Exercise goal → From the data below, please reproduce exactly everything from the line that contains "repository dc8b43f1ed4378d0" down to the line that contains "use super::extract::StructuredReply;", with both ends included.

Study material →
+---+
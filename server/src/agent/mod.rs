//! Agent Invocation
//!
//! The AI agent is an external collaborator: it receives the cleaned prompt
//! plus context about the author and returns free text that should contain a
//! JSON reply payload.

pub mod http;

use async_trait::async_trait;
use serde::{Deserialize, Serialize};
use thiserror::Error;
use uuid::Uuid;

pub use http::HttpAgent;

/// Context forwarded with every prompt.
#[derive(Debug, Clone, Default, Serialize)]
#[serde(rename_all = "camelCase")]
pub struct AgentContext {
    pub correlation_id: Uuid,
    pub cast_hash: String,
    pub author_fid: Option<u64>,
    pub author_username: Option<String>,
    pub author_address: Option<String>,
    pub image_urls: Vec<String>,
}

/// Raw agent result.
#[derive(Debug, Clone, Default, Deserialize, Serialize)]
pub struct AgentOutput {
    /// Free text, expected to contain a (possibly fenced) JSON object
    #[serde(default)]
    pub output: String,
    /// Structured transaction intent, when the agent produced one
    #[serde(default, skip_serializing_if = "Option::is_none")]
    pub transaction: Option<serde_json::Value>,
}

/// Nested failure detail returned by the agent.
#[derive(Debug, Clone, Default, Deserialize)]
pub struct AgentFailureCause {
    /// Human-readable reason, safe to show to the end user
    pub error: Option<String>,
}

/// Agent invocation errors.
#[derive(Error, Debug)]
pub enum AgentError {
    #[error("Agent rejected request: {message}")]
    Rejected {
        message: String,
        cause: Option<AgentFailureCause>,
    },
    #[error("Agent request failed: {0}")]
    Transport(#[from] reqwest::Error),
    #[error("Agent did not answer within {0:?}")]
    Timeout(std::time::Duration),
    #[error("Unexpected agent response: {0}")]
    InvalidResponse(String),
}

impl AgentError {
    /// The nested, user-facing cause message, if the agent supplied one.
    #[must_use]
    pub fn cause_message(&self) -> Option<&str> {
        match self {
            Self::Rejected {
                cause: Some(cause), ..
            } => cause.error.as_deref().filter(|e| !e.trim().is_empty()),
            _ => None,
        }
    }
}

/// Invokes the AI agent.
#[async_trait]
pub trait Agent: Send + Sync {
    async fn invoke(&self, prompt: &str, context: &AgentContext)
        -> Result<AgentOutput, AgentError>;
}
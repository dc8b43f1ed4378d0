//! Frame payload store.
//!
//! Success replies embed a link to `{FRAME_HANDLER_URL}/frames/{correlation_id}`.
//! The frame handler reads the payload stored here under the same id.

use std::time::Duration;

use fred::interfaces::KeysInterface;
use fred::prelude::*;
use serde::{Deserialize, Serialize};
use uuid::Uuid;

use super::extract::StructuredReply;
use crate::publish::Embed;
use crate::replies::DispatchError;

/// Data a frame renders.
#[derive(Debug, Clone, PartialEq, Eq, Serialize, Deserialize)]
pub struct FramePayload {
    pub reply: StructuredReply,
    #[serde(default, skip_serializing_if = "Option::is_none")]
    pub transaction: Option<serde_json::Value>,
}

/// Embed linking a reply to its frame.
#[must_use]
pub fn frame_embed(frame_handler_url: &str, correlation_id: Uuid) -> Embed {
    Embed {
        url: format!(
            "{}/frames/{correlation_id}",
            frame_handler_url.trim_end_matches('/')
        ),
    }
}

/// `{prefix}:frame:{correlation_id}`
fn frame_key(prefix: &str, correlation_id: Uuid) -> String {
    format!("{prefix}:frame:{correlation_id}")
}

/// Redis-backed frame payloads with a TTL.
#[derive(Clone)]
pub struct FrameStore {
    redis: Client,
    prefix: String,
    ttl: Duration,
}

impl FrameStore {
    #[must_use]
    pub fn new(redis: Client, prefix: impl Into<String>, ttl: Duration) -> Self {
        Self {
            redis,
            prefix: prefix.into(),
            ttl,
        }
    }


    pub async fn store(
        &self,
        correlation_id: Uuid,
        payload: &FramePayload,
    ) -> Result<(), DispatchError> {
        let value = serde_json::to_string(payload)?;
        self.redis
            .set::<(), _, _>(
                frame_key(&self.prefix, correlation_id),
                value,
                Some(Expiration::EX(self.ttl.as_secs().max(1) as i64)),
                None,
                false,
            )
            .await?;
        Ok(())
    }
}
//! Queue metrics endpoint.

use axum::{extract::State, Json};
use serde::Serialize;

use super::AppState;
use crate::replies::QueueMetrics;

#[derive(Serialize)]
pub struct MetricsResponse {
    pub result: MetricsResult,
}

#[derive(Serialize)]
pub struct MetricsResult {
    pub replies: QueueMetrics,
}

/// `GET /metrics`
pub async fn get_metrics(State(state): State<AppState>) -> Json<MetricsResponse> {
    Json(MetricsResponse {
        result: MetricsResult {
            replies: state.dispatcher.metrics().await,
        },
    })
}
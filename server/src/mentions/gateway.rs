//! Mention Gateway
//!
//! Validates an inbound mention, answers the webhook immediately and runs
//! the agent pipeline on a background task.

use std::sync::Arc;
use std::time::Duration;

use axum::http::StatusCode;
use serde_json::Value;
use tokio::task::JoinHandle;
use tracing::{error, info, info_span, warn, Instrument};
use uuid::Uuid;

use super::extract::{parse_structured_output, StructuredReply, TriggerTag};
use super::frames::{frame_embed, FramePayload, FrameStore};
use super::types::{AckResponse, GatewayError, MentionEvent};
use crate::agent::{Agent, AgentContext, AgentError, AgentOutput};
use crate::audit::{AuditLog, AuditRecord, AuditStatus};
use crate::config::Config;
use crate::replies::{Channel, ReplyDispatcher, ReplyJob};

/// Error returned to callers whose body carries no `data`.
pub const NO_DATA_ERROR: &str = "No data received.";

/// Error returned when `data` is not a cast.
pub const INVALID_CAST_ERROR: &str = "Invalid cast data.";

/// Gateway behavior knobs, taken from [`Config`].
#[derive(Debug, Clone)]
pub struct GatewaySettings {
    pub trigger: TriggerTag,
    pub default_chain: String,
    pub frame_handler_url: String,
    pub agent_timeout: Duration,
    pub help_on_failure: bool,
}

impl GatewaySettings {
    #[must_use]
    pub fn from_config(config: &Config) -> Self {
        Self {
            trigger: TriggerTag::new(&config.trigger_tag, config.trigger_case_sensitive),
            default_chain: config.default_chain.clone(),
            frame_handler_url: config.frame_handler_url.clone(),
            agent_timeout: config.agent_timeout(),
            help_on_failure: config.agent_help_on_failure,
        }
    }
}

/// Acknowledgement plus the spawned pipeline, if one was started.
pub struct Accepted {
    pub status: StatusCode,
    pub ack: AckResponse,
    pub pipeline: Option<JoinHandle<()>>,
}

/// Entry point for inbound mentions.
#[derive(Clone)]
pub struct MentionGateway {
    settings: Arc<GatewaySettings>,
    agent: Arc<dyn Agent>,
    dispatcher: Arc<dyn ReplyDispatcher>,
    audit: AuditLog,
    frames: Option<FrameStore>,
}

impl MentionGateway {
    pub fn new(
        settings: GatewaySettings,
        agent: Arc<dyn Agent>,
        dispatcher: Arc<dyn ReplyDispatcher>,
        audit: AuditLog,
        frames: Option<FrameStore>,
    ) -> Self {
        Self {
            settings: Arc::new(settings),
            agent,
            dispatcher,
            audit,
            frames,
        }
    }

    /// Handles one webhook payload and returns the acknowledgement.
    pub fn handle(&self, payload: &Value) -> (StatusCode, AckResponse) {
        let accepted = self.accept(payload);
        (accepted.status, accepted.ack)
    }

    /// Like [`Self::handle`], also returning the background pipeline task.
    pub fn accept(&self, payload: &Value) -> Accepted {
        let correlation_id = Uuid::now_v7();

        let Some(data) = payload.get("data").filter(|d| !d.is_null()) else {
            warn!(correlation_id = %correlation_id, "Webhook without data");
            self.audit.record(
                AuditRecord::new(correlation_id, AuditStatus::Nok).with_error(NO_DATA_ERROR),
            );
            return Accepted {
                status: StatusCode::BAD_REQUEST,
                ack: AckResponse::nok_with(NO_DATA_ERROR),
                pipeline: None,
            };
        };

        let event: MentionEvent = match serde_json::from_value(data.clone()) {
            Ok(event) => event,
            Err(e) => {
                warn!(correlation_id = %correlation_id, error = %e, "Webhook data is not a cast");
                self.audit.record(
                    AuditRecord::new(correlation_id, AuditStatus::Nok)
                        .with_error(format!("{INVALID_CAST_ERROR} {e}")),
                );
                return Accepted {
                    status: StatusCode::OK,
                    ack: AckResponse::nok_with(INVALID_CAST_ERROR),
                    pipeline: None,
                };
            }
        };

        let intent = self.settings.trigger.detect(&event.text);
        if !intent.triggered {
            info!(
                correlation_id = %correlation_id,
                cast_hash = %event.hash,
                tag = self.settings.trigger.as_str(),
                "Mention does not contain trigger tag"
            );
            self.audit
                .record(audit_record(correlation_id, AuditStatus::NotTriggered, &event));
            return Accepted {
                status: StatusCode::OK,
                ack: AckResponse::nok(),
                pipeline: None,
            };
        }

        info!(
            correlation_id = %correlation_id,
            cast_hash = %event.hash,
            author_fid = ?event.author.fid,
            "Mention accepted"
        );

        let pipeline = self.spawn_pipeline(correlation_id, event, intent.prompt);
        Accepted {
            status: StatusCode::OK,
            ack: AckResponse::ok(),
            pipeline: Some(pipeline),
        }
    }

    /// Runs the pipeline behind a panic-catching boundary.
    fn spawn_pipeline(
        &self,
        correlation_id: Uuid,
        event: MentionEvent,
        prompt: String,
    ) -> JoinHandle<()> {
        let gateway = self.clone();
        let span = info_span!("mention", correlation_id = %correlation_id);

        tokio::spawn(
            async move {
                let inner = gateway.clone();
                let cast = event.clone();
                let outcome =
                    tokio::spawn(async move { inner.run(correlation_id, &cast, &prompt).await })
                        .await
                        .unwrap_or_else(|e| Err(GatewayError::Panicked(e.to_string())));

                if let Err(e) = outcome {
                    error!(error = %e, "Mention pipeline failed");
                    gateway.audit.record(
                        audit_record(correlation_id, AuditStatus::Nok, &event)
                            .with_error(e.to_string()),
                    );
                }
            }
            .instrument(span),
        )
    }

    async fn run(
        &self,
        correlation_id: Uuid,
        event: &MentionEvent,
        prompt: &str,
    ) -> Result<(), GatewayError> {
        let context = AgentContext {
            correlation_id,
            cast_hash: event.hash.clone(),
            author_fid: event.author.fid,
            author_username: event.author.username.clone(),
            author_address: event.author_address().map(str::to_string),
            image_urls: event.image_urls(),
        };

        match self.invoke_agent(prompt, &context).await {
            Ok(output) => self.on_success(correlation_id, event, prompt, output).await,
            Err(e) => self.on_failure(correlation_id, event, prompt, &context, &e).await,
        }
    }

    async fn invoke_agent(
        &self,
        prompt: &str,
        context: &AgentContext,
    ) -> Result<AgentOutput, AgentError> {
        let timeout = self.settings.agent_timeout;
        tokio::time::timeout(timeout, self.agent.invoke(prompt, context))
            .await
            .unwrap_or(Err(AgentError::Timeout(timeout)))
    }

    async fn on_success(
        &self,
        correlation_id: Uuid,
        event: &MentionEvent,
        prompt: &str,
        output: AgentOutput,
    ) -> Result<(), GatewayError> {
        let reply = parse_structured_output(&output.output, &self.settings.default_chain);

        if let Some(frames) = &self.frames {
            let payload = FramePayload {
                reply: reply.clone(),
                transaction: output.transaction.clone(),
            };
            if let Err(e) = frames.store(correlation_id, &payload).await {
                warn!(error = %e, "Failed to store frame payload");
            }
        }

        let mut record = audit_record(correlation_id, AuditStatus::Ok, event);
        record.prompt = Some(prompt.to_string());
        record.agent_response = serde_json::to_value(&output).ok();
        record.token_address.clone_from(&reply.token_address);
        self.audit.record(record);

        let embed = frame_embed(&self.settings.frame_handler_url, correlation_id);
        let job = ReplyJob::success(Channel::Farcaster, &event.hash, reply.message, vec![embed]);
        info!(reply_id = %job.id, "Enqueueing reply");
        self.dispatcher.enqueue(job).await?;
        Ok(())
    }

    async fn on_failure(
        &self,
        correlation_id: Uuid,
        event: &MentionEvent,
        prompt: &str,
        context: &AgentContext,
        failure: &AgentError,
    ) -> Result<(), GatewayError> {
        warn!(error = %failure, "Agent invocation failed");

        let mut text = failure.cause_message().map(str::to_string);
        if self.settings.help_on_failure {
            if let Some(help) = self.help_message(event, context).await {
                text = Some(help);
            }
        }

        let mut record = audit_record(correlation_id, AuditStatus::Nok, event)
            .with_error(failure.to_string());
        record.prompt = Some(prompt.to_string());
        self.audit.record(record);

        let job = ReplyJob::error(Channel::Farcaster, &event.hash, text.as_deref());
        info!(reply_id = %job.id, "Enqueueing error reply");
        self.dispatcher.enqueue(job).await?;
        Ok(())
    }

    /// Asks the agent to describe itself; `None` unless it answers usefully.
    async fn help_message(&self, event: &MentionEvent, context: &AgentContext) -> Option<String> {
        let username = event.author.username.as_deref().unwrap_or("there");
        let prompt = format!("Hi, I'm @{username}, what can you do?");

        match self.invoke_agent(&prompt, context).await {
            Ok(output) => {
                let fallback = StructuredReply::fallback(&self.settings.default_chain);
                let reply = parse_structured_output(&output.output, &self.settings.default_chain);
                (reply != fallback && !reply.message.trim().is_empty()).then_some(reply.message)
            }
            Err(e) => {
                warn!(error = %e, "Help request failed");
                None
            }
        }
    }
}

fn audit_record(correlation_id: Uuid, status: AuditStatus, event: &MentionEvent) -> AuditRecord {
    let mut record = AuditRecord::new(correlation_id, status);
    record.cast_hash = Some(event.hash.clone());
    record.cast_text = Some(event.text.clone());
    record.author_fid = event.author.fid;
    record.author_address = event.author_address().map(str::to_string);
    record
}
+---+
Solution to this exercise →
repository dc8b43f1ed4378d0
//! Frame payload store.
//!
//! Success replies embed a link to `{FRAME_HANDLER_URL}/frames/{correlation_id}`.
//! The frame handler reads the payload stored here under the same id.

use std::time::Duration;

use fred::interfaces::KeysInterface;
use fred::prelude::*;
use serde::{Deserialize, Serialize};
use uuid::Uuid;

use super::extract::StructuredReply;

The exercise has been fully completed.